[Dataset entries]
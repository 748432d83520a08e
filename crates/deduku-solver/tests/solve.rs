//! End-to-end solves of real puzzles.

use deduku_core::{Board, EngineError, Position};
use deduku_solver::{
    Solver, SolverError,
    technique::{BoxedTechnique, HiddenSingle, LockedCandidates, Single},
};

/// A teaching puzzle that yields to the three cheapest rules.
const EASY: &str = "\
    .6.|7.3|.1.\n\
    4..|9.1|..3\n\
    ...|.4.|...\n\
    ---+---+---\n\
    58.|3.4|.21\n\
    ..6|.2.|5..\n\
    14.|8.6|.79\n\
    ---+---+---\n\
    ...|.1.|...\n\
    2..|5.7|..4\n\
    .1.|6.8|.3.";

/// Arto Inkala's "AI Escargot". The five rules find exactly one deduction
/// in it before sticking.
const AI_ESCARGOT: &str = "\
    1..|..7|.9.\n\
    .3.|.2.|..8\n\
    ..9|6..|5..\n\
    ---+---+---\n\
    ..5|3..|9..\n\
    .1.|.8.|..2\n\
    6..|..4|...\n\
    ---+---+---\n\
    3..|...|.1.\n\
    .4.|...|..7\n\
    ..7|...|3..";

/// A complete, conflict-free grid (every cell a given).
const SOLVED: &str = "\
    123456789\
    456789123\
    789123456\
    234567891\
    567891234\
    891234567\
    345678912\
    678912345\
    912345678";

fn init_logging() {
    let _ = env_logger::builder().is_test(true).try_init();
}

fn given_count(text: &str) -> usize {
    text.chars()
        .filter(|c| ('1'..='9').contains(c))
        .count()
}

fn canonical_givens(text: &str) -> String {
    text.chars()
        .filter_map(|c| match c {
            '1'..='9' => Some(c),
            '.' | '0' | ' ' => Some('.'),
            _ => None,
        })
        .collect()
}

#[test]
fn easy_puzzle_solves_with_three_cheapest_rules() {
    init_logging();
    let mut board: Board = EASY.parse().unwrap();
    let techniques: Vec<BoxedTechnique> = vec![
        Box::new(Single::new()),
        Box::new(HiddenSingle::new()),
        Box::new(LockedCandidates::new()),
    ];
    let mut solver = Solver::new(techniques);

    let (solved, stats) = solver.solve(&mut board).unwrap();
    assert!(solved, "stats: {stats:?}");
    assert!(board.is_solved());
    for pos in Position::all() {
        assert!(board.cell(pos).is_known().unwrap());
        assert!(board.cell(pos).number().unwrap().is_some());
    }
    assert!(stats.has_progress());
}

#[test]
fn easy_puzzle_solves_with_full_technique_set() {
    init_logging();
    let mut board: Board = EASY.parse().unwrap();
    let mut solver = Solver::with_all_techniques();
    let (solved, _stats) = solver.solve(&mut board).unwrap();
    assert!(solved);
}

#[test]
fn easy_puzzle_serialization_preserves_givens_only() {
    let mut board: Board = EASY.parse().unwrap();
    let expected = canonical_givens(EASY);
    assert_eq!(board.number_string(false), expected);

    // Solving fills cells by deduction, but serialization still reports
    // just the original givens.
    let mut solver = Solver::with_all_techniques();
    solver.solve(&mut board).unwrap();
    assert_eq!(board.number_string(false), expected);
}

#[test]
fn ai_escargot_stops_at_its_exact_fixed_point() {
    init_logging();
    let mut board: Board = AI_ESCARGOT.parse().unwrap();
    let mut solver = Solver::with_all_techniques();

    let (solved, stats) = solver.solve(&mut board).unwrap();
    assert!(!solved);
    assert!(!board.is_solved());

    // The only deduction the five rules can make: column 3 has a single
    // place left for 1, at H3.
    assert_eq!(stats.count(HiddenSingle::NAME), 1);
    assert_eq!(stats.total_steps, 1);
    let placed = Position::new(7, 2);
    assert!(board.cell(placed).is_deduced());
    assert_eq!(board.cell(placed).number().unwrap(), Some(1));
    assert_eq!(
        board.known_cell_count().unwrap(),
        given_count(AI_ESCARGOT) + 1
    );

    // Spot-check the residual candidates of some open cells.
    assert_eq!(
        board.cell(Position::new(1, 2)).candidates().to_string(),
        "{4, 6}"
    );
    assert_eq!(
        board.cell(Position::new(4, 2)).candidates().to_string(),
        "{3, 4}"
    );
    assert_eq!(
        board.cell(Position::new(8, 3)).candidates().to_string(),
        "{1, 2, 4, 5, 8, 9}"
    );

    // The fixed point is a fixed point: running again changes nothing,
    // and the givens survived untouched.
    let (solved_again, second) = solver.solve(&mut board).unwrap();
    assert!(!solved_again);
    assert!(!second.has_progress());
    assert_eq!(board.number_string(false), canonical_givens(AI_ESCARGOT));
}

#[test]
fn observer_reports_each_deduced_placement() {
    use std::{cell::RefCell, rc::Rc};

    let mut board: Board = EASY.parse().unwrap();
    let placements = Rc::new(RefCell::new(0usize));
    let sink = Rc::clone(&placements);

    let mut solver = Solver::with_all_techniques();
    solver.set_observer(move |deduction| {
        if !deduction.is_elimination() {
            *sink.borrow_mut() += 1;
        }
    });

    let (solved, _stats) = solver.solve(&mut board).unwrap();
    assert!(solved);
    // The givens were journalled by the parser, not the solver; the
    // observer sees exactly the deduced placements.
    assert_eq!(*placements.borrow(), 81 - given_count(EASY));
}

#[test]
fn too_short_input_is_rejected() {
    let result: Result<Board, _> = ".........".parse();
    assert_eq!(
        result.unwrap_err(),
        EngineError::InsufficientInput { supplied: 9 }
    );
}

#[test]
fn conflicting_givens_fail_fast() {
    // Two 5s in the top row.
    let mut text = String::from("5...5....");
    text.push_str(&".".repeat(72));
    let result: Result<Board, _> = text.parse();
    assert!(matches!(
        result.unwrap_err(),
        EngineError::NotPossible { digit: 5, .. }
    ));
}

#[test]
fn fully_given_board_reports_solved_at_entry() {
    let mut board: Board = SOLVED.parse().unwrap();
    assert!(board.is_solved());
    assert_eq!(board.known_cell_count().unwrap(), 81);

    let mut solver = Solver::with_all_techniques();
    let (solved, stats) = solver.solve(&mut board).unwrap();
    assert!(solved);
    assert!(!stats.has_progress());
}

#[test]
fn resolving_a_solved_board_reports_solved_without_progress() {
    let mut board: Board = EASY.parse().unwrap();
    let mut solver = Solver::with_all_techniques();
    let (solved, _) = solver.solve(&mut board).unwrap();
    assert!(solved);

    let (still_solved, stats) = solver.solve(&mut board).unwrap();
    assert!(still_solved);
    assert!(!stats.has_progress());
    assert!(board.is_solved());
}

#[test]
fn reset_allows_reloading_a_new_puzzle() {
    let mut board: Board = EASY.parse().unwrap();
    let mut solver = Solver::with_all_techniques();
    solver.solve(&mut board).unwrap();

    board.set_number_string(AI_ESCARGOT).unwrap();
    assert_eq!(board.number_string(false), canonical_givens(AI_ESCARGOT));
    assert_eq!(board.known_cell_count().unwrap(), given_count(AI_ESCARGOT));
}

#[test]
fn error_type_converts_from_engine_errors() {
    let engine = EngineError::InsufficientInput { supplied: 0 };
    let solver: SolverError = engine.clone().into();
    assert_eq!(solver, SolverError::Engine(engine));
}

Instructions to follow :: All lines of the data that hold "supplied" need to be copied.

Answer to the exercise ::
        EngineError::InsufficientInput { supplied: 9 }
    let engine = EngineError::InsufficientInput { supplied: 0 };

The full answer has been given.